# WHAT TO PRODUCE:
State how many lines of the data below hold the string "MemoryKv", giving nothing but the number.

:: EXERCISE DATA

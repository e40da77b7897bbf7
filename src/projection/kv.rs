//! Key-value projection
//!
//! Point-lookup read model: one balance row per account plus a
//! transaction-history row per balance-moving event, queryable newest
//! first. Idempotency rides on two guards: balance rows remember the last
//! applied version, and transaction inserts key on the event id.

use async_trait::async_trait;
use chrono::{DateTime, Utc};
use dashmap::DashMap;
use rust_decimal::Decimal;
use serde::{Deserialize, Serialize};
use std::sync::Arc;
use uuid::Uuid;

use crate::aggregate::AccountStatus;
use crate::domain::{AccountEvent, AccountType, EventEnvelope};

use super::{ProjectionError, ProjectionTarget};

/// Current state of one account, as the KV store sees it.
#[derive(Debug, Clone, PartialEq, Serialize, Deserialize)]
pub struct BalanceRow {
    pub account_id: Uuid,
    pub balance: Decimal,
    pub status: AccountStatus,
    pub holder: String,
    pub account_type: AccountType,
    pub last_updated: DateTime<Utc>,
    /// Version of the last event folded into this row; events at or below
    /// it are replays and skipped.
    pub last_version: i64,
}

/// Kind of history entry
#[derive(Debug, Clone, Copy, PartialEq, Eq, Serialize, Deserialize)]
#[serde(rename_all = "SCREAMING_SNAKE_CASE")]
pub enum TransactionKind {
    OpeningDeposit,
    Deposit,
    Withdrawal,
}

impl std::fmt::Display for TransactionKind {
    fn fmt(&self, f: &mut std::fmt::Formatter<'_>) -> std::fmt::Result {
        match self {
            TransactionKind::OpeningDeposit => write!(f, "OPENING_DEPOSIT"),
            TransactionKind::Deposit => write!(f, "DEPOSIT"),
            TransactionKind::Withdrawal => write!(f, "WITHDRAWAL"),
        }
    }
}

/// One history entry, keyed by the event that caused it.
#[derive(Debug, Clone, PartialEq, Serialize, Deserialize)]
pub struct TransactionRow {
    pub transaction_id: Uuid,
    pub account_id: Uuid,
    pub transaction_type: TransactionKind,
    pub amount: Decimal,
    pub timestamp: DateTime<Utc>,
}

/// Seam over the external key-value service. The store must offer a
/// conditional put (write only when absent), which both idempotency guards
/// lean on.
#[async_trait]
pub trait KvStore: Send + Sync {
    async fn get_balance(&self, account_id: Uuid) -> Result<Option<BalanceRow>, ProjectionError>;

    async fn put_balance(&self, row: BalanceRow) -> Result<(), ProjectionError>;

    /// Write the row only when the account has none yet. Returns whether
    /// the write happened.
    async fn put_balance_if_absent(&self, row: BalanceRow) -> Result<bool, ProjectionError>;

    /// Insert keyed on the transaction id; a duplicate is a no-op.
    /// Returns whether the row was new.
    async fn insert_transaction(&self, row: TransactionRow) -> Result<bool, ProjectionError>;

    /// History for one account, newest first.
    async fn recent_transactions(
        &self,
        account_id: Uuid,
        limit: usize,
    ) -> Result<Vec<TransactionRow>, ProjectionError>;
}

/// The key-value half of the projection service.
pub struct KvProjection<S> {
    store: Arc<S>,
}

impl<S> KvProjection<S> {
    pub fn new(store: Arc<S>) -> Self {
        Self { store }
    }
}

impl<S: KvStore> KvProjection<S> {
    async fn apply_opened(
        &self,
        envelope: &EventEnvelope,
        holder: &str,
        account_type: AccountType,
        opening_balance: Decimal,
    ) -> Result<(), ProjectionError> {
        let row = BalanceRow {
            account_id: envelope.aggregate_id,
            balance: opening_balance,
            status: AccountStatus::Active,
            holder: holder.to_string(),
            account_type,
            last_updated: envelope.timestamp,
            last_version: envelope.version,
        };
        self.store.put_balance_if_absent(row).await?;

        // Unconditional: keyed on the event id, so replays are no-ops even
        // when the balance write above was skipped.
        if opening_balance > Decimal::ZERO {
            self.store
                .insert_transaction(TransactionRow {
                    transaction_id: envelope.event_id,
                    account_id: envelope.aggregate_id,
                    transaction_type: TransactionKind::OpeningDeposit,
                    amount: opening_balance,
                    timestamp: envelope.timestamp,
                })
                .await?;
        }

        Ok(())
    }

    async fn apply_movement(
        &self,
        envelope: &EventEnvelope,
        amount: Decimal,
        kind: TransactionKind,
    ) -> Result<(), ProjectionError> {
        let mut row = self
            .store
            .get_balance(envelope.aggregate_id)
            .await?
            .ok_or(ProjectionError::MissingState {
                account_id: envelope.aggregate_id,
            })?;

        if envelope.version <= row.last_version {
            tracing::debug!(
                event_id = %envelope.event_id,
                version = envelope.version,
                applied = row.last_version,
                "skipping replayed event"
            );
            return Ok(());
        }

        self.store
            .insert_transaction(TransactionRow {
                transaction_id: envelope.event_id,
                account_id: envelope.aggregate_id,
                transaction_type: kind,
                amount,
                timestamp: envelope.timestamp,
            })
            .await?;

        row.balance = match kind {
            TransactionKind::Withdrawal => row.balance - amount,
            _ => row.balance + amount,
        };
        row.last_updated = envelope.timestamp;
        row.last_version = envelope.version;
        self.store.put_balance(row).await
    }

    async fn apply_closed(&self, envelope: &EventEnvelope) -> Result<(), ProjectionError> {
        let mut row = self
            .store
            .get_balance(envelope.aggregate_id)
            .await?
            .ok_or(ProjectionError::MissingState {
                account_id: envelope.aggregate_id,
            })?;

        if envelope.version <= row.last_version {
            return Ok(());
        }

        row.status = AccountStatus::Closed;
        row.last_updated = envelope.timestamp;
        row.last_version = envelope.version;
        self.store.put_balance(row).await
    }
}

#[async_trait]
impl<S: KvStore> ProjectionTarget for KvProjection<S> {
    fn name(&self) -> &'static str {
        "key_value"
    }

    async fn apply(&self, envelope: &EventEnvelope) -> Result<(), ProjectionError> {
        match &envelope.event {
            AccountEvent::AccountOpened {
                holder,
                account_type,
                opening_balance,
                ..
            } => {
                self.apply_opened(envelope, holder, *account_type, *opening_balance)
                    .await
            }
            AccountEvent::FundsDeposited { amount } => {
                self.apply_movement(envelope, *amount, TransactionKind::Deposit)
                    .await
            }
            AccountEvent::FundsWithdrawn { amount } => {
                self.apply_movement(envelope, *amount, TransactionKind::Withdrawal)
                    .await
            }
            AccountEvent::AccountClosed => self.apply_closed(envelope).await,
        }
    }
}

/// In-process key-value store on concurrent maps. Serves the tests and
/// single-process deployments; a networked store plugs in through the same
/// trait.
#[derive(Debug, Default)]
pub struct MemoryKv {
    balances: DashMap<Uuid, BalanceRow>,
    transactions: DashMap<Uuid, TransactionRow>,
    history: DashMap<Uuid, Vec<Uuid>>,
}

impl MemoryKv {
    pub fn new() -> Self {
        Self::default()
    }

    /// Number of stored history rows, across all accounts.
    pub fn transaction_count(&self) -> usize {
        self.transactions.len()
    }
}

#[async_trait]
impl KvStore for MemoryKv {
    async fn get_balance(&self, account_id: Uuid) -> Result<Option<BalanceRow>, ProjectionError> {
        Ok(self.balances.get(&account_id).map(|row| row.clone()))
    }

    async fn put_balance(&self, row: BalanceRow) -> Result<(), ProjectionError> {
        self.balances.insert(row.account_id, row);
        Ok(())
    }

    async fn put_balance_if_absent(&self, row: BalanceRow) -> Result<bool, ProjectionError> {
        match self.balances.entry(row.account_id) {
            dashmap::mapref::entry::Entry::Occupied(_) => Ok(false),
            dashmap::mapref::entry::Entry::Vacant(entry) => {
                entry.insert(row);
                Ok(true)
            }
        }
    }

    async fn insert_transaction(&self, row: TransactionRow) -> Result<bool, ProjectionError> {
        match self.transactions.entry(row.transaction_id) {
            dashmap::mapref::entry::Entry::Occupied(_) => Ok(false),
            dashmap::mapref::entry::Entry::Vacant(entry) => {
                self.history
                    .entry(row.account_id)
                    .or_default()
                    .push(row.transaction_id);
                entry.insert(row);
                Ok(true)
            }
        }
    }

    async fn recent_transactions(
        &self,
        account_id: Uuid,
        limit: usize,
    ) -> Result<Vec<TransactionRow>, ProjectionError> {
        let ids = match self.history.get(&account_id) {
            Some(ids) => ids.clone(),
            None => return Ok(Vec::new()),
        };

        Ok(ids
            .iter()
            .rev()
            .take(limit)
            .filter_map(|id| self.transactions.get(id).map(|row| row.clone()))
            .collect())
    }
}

::::

# EXERCISE SOLUTION:
3